Of course, the possibility that these thoughts might not be so great has occurred on more than one occasion. Especially such instances as the one the other night, when drowsiness is quickly yielding to outright sleep. Maybe I was delirious? After all, my discipline for these things is not always so lax, and I used to keep the notebook on me, or by my side even in bed, all of the time. Sometimes, I remembered to write these brilliant thoughts before drifting off to sleep. On those occasions when I awoke and could actually read whatever I wrote (not a given, admittedly, even when fully awake), more often than not, the results were disappointing. The brilliant thoughts of nighttime dreaming proved quite pedestrian in the harsh light of day. Almost as an extra added insult, I can almost always remember the excitement I felt at the time that such a thought pops into my head, and this was the insult added to the injury. It would mock me when I read my lines and realized that this thought was far from inspiring or brilliant. This strange memory of mine would also mock me, for that matter, when I failed to remember the thought, to boot! In other words, I would not remember the thought, but I would remember thinking that the thought seemed utterly brilliant! That can be pretty frustrating, to put it mildly.

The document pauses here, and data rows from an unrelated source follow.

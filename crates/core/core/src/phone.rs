//! Phone number normalization and validation.
//!
//! The service is restricted to the Vietnamese numbering plan. Input may be
//! in local (`0912345678`), international (`+84912345678`), or bare
//! (`84912345678`) form, with optional separators. Output is always E.164.

use crate::error::{OtpError, OtpResult};

const COUNTRY_CALLING_CODE: &str = "84";

/// Length of the national subscriber number (after the leading 0 or the
/// country code).
const SUBSCRIBER_LENGTH: usize = 9;

/// Valid first digits of a Vietnamese mobile subscriber number.
const MOBILE_PREFIXES: [char; 5] = ['3', '5', '7', '8', '9'];

/// Normalizes a raw phone string to E.164 (`+84XXXXXXXXX`).
///
/// Pure and deterministic; idempotent on its own output. Fails with
/// `OtpError::InvalidPhone` for anything outside the supported plan.
pub fn normalize_phone(raw: &str) -> OtpResult<String> {
    let trimmed = raw.trim();
    if trimmed.is_empty() {
        return Err(OtpError::InvalidPhone);
    }

    // Strip common separators, keep a single leading '+'.
    let has_plus = trimmed.starts_with('+');
    let digits: String = trimmed
        .chars()
        .filter(|c| !matches!(c, ' ' | '.' | '-' | '(' | ')'))
        .skip(if has_plus { 1 } else { 0 })
        .collect();

    if digits.is_empty() || !digits.chars().all(|c| c.is_ascii_digit()) {
        return Err(OtpError::InvalidPhone);
    }

    let subscriber = if let Some(rest) = digits.strip_prefix(COUNTRY_CALLING_CODE) {
        rest
    } else if has_plus {
        // A '+' with a different country code is never a Vietnam number.
        return Err(OtpError::InvalidPhone);
    } else if let Some(rest) = digits.strip_prefix('0') {
        rest
    } else {
        return Err(OtpError::InvalidPhone);
    };

    if subscriber.len() != SUBSCRIBER_LENGTH {
        return Err(OtpError::InvalidPhone);
    }

    let first = subscriber.chars().next().unwrap_or('0');
    if !MOBILE_PREFIXES.contains(&first) {
        return Err(OtpError::InvalidPhone);
    }

    Ok(format!("+{COUNTRY_CALLING_CODE}{subscriber}"))
}

/// Masks a phone number for display and logging.
///
/// Example: `+84912345678` -> `+8491***5678`.
pub fn mask_phone(phone: &str) -> String {
    if phone.len() < 8 {
        return phone.to_string();
    }

    let visible_start = 5.min(phone.len() - 4);
    let visible_end = phone.len() - 4;

    format!(
        "{}***{}",
        &phone[..visible_start],
        &phone[visible_end..]
    )
}

#[cfg(test)]
mod tests {
    use super::*;

    #[test]
    fn test_normalize_local_form() {
        assert_eq!(normalize_phone("0912345678").unwrap(), "+84912345678");
        assert_eq!(normalize_phone("0358765432").unwrap(), "+84358765432");
    }

    #[test]
    fn test_normalize_international_form() {
        assert_eq!(normalize_phone("+84912345678").unwrap(), "+84912345678");
        assert_eq!(normalize_phone("84912345678").unwrap(), "+84912345678");
    }

    #[test]
    fn test_normalize_with_separators() {
        assert_eq!(normalize_phone("091 234 5678").unwrap(), "+84912345678");
        assert_eq!(normalize_phone("+84 (91) 234-5678").unwrap(), "+84912345678");
        assert_eq!(normalize_phone("091.234.5678").unwrap(), "+84912345678");
    }

    #[test]
    fn test_normalize_is_idempotent() {
        let once = normalize_phone("0912345678").unwrap();
        let twice = normalize_phone(&once).unwrap();
        assert_eq!(once, twice);
    }

    #[test]
    fn test_rejects_malformed_input() {
        assert_eq!(normalize_phone(""), Err(OtpError::InvalidPhone));
        assert_eq!(normalize_phone("   "), Err(OtpError::InvalidPhone));
        assert_eq!(normalize_phone("abc"), Err(OtpError::InvalidPhone));
        assert_eq!(normalize_phone("09123x5678"), Err(OtpError::InvalidPhone));
        // Wrong length
        assert_eq!(normalize_phone("091234567"), Err(OtpError::InvalidPhone));
        assert_eq!(normalize_phone("09123456789"), Err(OtpError::InvalidPhone));
        // Non-mobile prefix
        assert_eq!(normalize_phone("0112345678"), Err(OtpError::InvalidPhone));
        assert_eq!(normalize_phone("0212345678"), Err(OtpError::InvalidPhone));
    }

    #[test]
    fn test_rejects_foreign_numbers() {
        assert_eq!(normalize_phone("+14155552671"), Err(OtpError::InvalidPhone));
        assert_eq!(normalize_phone("+4915112345678"), Err(OtpError::InvalidPhone));
    }

    #[test]
    fn test_mask_phone() {
        assert_eq!(mask_phone("+84912345678"), "+8491***5678");
        // Too short to mask meaningfully
        assert_eq!(mask_phone("0912"), "0912");
    }
}
//! Twilio SMS provider (fallback channel).

use async_trait::async_trait;
use otp_gate_core::phone::mask_phone;
use otp_gate_core::record::OtpChannel;
use serde::Deserialize;
use std::time::Duration;

use crate::provider::{DeliveryError, DeliveryMeta, DeliveryProvider, DeliveryReceipt};

/// Configuration for the Twilio SMS provider.
///
/// Credentials may be left empty in the file and supplied through the
/// environment; an unconfigured provider reports itself unavailable.
#[derive(Debug, Clone, serde::Serialize, Deserialize)]
#[serde(default)]
pub struct TwilioConfig {
    /// Twilio API base URL.
    pub api_base: String,
    /// Account SID.
    pub account_sid: String,
    /// Auth token.
    pub auth_token: String,
    /// Sender phone number or messaging service sender ID.
    pub from_number: String,
    /// Per-attempt request timeout in seconds.
    pub request_timeout_seconds: u64,
}

impl Default for TwilioConfig {
    fn default() -> Self {
        Self {
            api_base: default_api_base(),
            account_sid: String::new(),
            auth_token: String::new(),
            from_number: String::new(),
            request_timeout_seconds: default_timeout(),
        }
    }
}

fn default_api_base() -> String {
    "https://api.twilio.com".to_string()
}

fn default_timeout() -> u64 {
    5
}

#[derive(Debug, Deserialize)]
struct TwilioMessageResponse {
    sid: Option<String>,
}

/// Twilio SMS provider.
pub struct TwilioSmsProvider {
    config: TwilioConfig,
    client: reqwest::Client,
}

impl TwilioSmsProvider {
    /// Creates a new provider with a bounded-timeout HTTP client.
    pub fn new(config: TwilioConfig) -> Result<Self, DeliveryError> {
        let client = reqwest::Client::builder()
            .timeout(Duration::from_secs(config.request_timeout_seconds))
            .build()
            .map_err(|e| DeliveryError::ClientBuild {
                channel: OtpChannel::Sms,
                message: e.to_string(),
            })?;
        Ok(Self { config, client })
    }

    fn messages_url(&self) -> String {
        format!(
            "{}/2010-04-01/Accounts/{}/Messages.json",
            self.config.api_base, self.config.account_sid
        )
    }

    fn message_body(code: &str, expiry_minutes: u64) -> String {
        format!("Ma xac thuc cua ban la {code}. Ma het han sau {expiry_minutes} phut.")
    }
}

#[async_trait]
impl DeliveryProvider for TwilioSmsProvider {
    fn channel(&self) -> OtpChannel {
        OtpChannel::Sms
    }

    fn is_available(&self) -> bool {
        !self.config.account_sid.is_empty()
            && !self.config.auth_token.is_empty()
            && !self.config.from_number.is_empty()
    }

    fn name(&self) -> &'static str {
        "Twilio SMS"
    }

    async fn send(
        &self,
        phone: &str,
        code: &str,
        meta: &DeliveryMeta,
    ) -> Result<DeliveryReceipt, DeliveryError> {
        tracing::info!(phone = %mask_phone(phone), request_id = %meta.request_id, "sending OTP via Twilio SMS");

        let params = [
            ("To", phone.to_string()),
            ("From", self.config.from_number.clone()),
            ("Body", Self::message_body(code, meta.expiry_minutes)),
        ];

        let response = self
            .client
            .post(self.messages_url())
            .basic_auth(&self.config.account_sid, Some(&self.config.auth_token))
            .form(&params)
            .send()
            .await
            .map_err(|e| {
                if e.is_timeout() {
                    DeliveryError::Timeout {
                        channel: OtpChannel::Sms,
                    }
                } else {
                    DeliveryError::Provider {
                        channel: OtpChannel::Sms,
                        message: e.to_string(),
                    }
                }
            })?;

        let status = response.status();
        if !status.is_success() {
            let body = response.text().await.unwrap_or_default();
            return Err(DeliveryError::Provider {
                channel: OtpChannel::Sms,
                message: format!("HTTP {status}: {body}"),
            });
        }

        let parsed: TwilioMessageResponse =
            response.json().await.map_err(|e| DeliveryError::Provider {
                channel: OtpChannel::Sms,
                message: format!("malformed response: {e}"),
            })?;

        Ok(DeliveryReceipt {
            channel: OtpChannel::Sms,
            message_id: parsed.sid,
        })
    }
}

#[cfg(test)]
mod tests {
    use super::*;

    fn config() -> TwilioConfig {
        TwilioConfig {
            api_base: default_api_base(),
            account_sid: "AC123".to_string(),
            auth_token: "secret".to_string(),
            from_number: "+15005550006".to_string(),
            request_timeout_seconds: 5,
        }
    }

    #[test]
    fn test_new_builds_client_with_timeout() {
        assert!(TwilioSmsProvider::new(config()).is_ok());
    }

    #[test]
    fn test_availability_requires_credentials() {
        assert!(TwilioSmsProvider::new(config()).unwrap().is_available());

        let mut incomplete = config();
        incomplete.auth_token = String::new();
        assert!(!TwilioSmsProvider::new(incomplete).unwrap().is_available());
    }

    #[test]
    fn test_messages_url() {
        let provider = TwilioSmsProvider::new(config()).unwrap();
        assert_eq!(
            provider.messages_url(),
            "https://api.twilio.com/2010-04-01/Accounts/AC123/Messages.json"
        );
    }

    #[test]
    fn test_message_body_contains_code_and_expiry() {
        let body = TwilioSmsProvider::message_body("123456", 5);
        assert!(body.contains("123456"));
        assert!(body.contains("5 phut"));
    }
}
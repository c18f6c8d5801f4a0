//! # OTP Gate Memory Adapter
//!
//! An in-memory storage adapter for OTP Gate, suitable for testing and
//! single-node deployments. Data is lost when the process exits.
//!
//! Implements both [`OtpStore`] and [`RateCounterStore`]. All mutations go
//! through a single lock per store, which makes the conditional updates
//! (`put` if absent, `take`, pair consume) atomic without CAS loops.

use async_trait::async_trait;
use chrono::{DateTime, Utc};
use otp_gate_core::error::OtpResult;
use otp_gate_core::record::OtpRecord;
use otp_gate_core::traits::{OtpStore, RateCounterStore, RateDecision, RateQuota};
use std::collections::HashMap;
use std::sync::Arc;
use tokio::sync::{Mutex, RwLock};

/// In-memory storage adapter for OTP Gate.
#[derive(Debug, Clone, Default)]
pub struct MemoryAdapter {
    records: Arc<RwLock<HashMap<String, OtpRecord>>>,
    counters: Arc<Mutex<HashMap<String, Vec<DateTime<Utc>>>>>,
}

impl MemoryAdapter {
    /// Creates a new in-memory adapter.
    pub fn new() -> Self {
        Self::default()
    }

    /// Clears all stored data.
    pub async fn clear(&self) {
        self.records.write().await.clear();
        self.counters.lock().await.clear();
    }

    /// Returns the number of pending OTP records.
    pub async fn record_count(&self) -> usize {
        self.records.read().await.len()
    }

    fn build_key(phone: &str, request_id: &str) -> String {
        format!("{phone}:{request_id}")
    }

    fn events_in_window(events: &[DateTime<Utc>], quota: &RateQuota, now: DateTime<Utc>) -> usize {
        events.iter().filter(|t| now - **t < quota.window).count()
    }
}

#[async_trait]
impl OtpStore for MemoryAdapter {
    async fn put(&self, record: OtpRecord) -> OtpResult<bool> {
        let key = Self::build_key(&record.phone, &record.request_id);
        let mut records = self.records.write().await;

        if let Some(existing) = records.get(&key) {
            if !existing.is_expired() {
                return Ok(false);
            }
        }

        records.insert(key, record);
        Ok(true)
    }

    async fn get(&self, phone: &str, request_id: &str) -> OtpResult<Option<OtpRecord>> {
        let key = Self::build_key(phone, request_id);
        let records = self.records.read().await;
        Ok(records.get(&key).cloned())
    }

    async fn increment_attempts(&self, phone: &str, request_id: &str) -> OtpResult<Option<u32>> {
        let key = Self::build_key(phone, request_id);
        let mut records = self.records.write().await;

        match records.get_mut(&key) {
            Some(record) if record.is_expired() => {
                records.remove(&key);
                Ok(None)
            }
            Some(record) => {
                record.attempts += 1;
                Ok(Some(record.attempts))
            }
            None => Ok(None),
        }
    }

    async fn take(&self, phone: &str, request_id: &str) -> OtpResult<Option<OtpRecord>> {
        let key = Self::build_key(phone, request_id);
        let mut records = self.records.write().await;

        match records.remove(&key) {
            Some(record) if record.is_expired() => Ok(None),
            other => Ok(other),
        }
    }

    async fn delete(&self, phone: &str, request_id: &str) -> OtpResult<bool> {
        let key = Self::build_key(phone, request_id);
        let mut records = self.records.write().await;
        Ok(records.remove(&key).is_some())
    }

    async fn purge_expired(&self) -> OtpResult<usize> {
        let mut records = self.records.write().await;
        let before = records.len();
        records.retain(|_, record| !record.is_expired());
        let purged = before - records.len();
        if purged > 0 {
            tracing::debug!(purged, "purged expired OTP records");
        }
        Ok(purged)
    }
}

#[async_trait]
impl RateCounterStore for MemoryAdapter {
    async fn try_consume_pair(
        &self,
        phone: &RateQuota,
        ip: Option<&RateQuota>,
    ) -> OtpResult<RateDecision> {
        let mut counters = self.counters.lock().await;
        let now = Utc::now();

        // Prune both windows before deciding, so stale events never count.
        let phone_events = counters.entry(phone.key.clone()).or_default();
        phone_events.retain(|t| now - *t < phone.window);
        let phone_count = phone_events.len() as u32;

        let ip_count = match ip {
            Some(quota) => {
                let events = counters.entry(quota.key.clone()).or_default();
                events.retain(|t| now - *t < quota.window);
                Some(events.len() as u32)
            }
            None => None,
        };

        // Both checks pass before either counter is committed.
        let saturated = if phone_count >= phone.max {
            Some(phone)
        } else {
            ip.filter(|quota| ip_count.unwrap_or(0) >= quota.max)
        };

        if let Some(quota) = saturated {
            let oldest = counters
                .get(&quota.key)
                .and_then(|events| events.iter().min().copied())
                .unwrap_or(now);
            let retry_after = (oldest + quota.window - now).num_seconds().max(1) as u64;
            return Ok(RateDecision::Limited {
                retry_after_seconds: retry_after,
            });
        }

        counters.entry(phone.key.clone()).or_default().push(now);
        if let Some(quota) = ip {
            counters.entry(quota.key.clone()).or_default().push(now);
        }

        Ok(RateDecision::Allowed {
            remaining_phone: phone.max - phone_count - 1,
            remaining_ip: ip.map(|quota| quota.max - ip_count.unwrap_or(0) - 1),
        })
    }

    async fn remaining(&self, quota: &RateQuota) -> OtpResult<u32> {
        let counters = self.counters.lock().await;
        let now = Utc::now();
        let used = counters
            .get(&quota.key)
            .map(|events| Self::events_in_window(events, quota, now) as u32)
            .unwrap_or(0);
        Ok(quota.max.saturating_sub(used))
    }

    async fn reset(&self, key: &str) -> OtpResult<()> {
        self.counters.lock().await.remove(key);
        Ok(())
    }
}
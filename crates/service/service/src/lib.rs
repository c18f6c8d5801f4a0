//! # OTP Gate Service
//!
//! Orchestration layer tying together phone normalization, rate limiting,
//! code generation, delivery, and the verification state machine. The HTTP
//! surface in `otp_gate_server` is a thin shell over [`OtpService`].

mod rate_limit;
mod service;

pub use rate_limit::RateLimiter;
pub use service::{OtpService, OtpServiceBuilder, SendOtp, SendOutcome, VerifyOutcome};
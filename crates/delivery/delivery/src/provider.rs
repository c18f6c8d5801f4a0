//! Delivery provider trait and shared types.

use async_trait::async_trait;
use otp_gate_core::record::OtpChannel;
use thiserror::Error;

/// Context handed to providers alongside the code.
#[derive(Debug, Clone, Default)]
pub struct DeliveryMeta {
    /// Request ID, forwarded to providers that support tracking.
    pub request_id: String,
    /// Code expiry in minutes, for message templates.
    pub expiry_minutes: u64,
}

impl DeliveryMeta {
    /// Creates delivery metadata.
    pub fn new(request_id: impl Into<String>, expiry_minutes: u64) -> Self {
        Self {
            request_id: request_id.into(),
            expiry_minutes,
        }
    }
}

/// Result of a successful send.
#[derive(Debug, Clone)]
pub struct DeliveryReceipt {
    /// Channel that accepted the message.
    pub channel: OtpChannel,
    /// Provider-specific message or transaction ID, if any.
    pub message_id: Option<String>,
}

/// Errors from delivery attempts.
#[derive(Debug, Error)]
pub enum DeliveryError {
    /// The provider rejected the message or responded with an error.
    #[error("{channel} provider error: {message}")]
    Provider {
        channel: OtpChannel,
        message: String,
    },

    /// The provider did not respond within the per-attempt timeout.
    #[error("{channel} provider timed out")]
    Timeout { channel: OtpChannel },

    /// The provider is not configured or disabled.
    #[error("{channel} provider unavailable")]
    Unavailable { channel: OtpChannel },

    /// The HTTP client for a provider could not be constructed.
    #[error("failed to build HTTP client for {channel}: {message}")]
    ClientBuild {
        channel: OtpChannel,
        message: String,
    },

    /// Every channel in the order failed; nothing was sent.
    #[error("all delivery channels failed")]
    AllChannelsFailed,
}

/// A single OTP delivery backend.
///
/// Implementations must bound each send with a timeout so the orchestrator
/// is never blocked indefinitely.
#[async_trait]
pub trait DeliveryProvider: Send + Sync {
    /// The channel this provider serves.
    fn channel(&self) -> OtpChannel;

    /// Whether the provider is configured and enabled.
    fn is_available(&self) -> bool;

    /// Provider name for logging.
    fn name(&self) -> &'static str;

    /// Sends the code to the phone (E.164).
    async fn send(
        &self,
        phone: &str,
        code: &str,
        meta: &DeliveryMeta,
    ) -> Result<DeliveryReceipt, DeliveryError>;
}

The same can be said of these blog entries. Some of them feel good, feel right, as I write them. I dare say some of them even are good (but I am hardly the most impartial of judges, now, am I?), and take me in new directions contrary to the one I was expecting to go in. Writing, and creating something in general, often can do that, of course.

Then, there are those blog entries where I do not know what I am talking about, and seem to be writing one just for the sake of writing. Times like these are a struggle. Times when I find myself combing through my mind, seeing if there is anything there worth jotting down, worth working on, trying to craft and then edit and shape up enough to actually put in such a format as this, where it can be shared and read by others (always assuming, of course, that anyone is reading these - never a given).

Perhaps, they are cyclical, like everything seems to be. Perhaps, certain thoughts or writings have their season, and going back to rehash them after the inspiration is dry seems a little like raking dead leaves from a  dead season and enjoying a warm, Indian Summer day, pretending that it is still summer. With less leaves on the trees, there is something missing, and no matter how much you might be able to convince yourself otherwise, the harsh reality underneath it all is that the cold and icy breath of Old Man Winter is nearing. Once these thoughts, and the initial burst of inspiration that gave birth to it, are gone, most likely so is the opportunity of ever being able to make something truly worthy out of it.

Writing, just like everything else in life, takes work. It takes commitment. It takes more than that, even. It takes editing - a process that I personally have never been particularly strong or adept at. It takes a lot to write, and even more to complete a writing, so that an outside audience, be it of one or one million, is ready to read it, at least in the eyes of most authors.

Yet, here I am this morning, largely winging it. Not having done much editing on this, not having expected to write this much about lost thoughts and the act of translating that into a coherent written piece. You never know where this thing will take you. That, of course, if the beauty of the arts, not least of all writing.

By now, I wanted to write a review on this book that I have been reading for quite some time now. It is "A Thousand Splendid Suns", by Khaled Hosseini, the same author who wrote "The Kite Runner", which was made into a major motion picture not all that long ago.

Instead, I offer what amounts to what is popularly known in our society as a "bitch session", going off about losing thoughts and then struggling to remember them (few tactics actually ever help, it seems). Often once remembered, the prove disappointing by their impotence. If not, they can prove troublesome if they are difficult to work with, as some ideas and thoughts can be, even when they are remembered. They often do not fit nearly as well in practice as they did in your imagination, tired or not.

Still, I feel blessed to actually have such thoughts to get excited about, and feel that my writing abilities are a blessing. I say this with a sense of humility, and nothing resembling arrogance. The thoughts sometimes flow through me, and the words seem to come to me, as often as not. It might not last, but I am appreciative when they do.

Oh, and I did actually manage to remember the thought, and am trying to work it into my work now, even as I write this.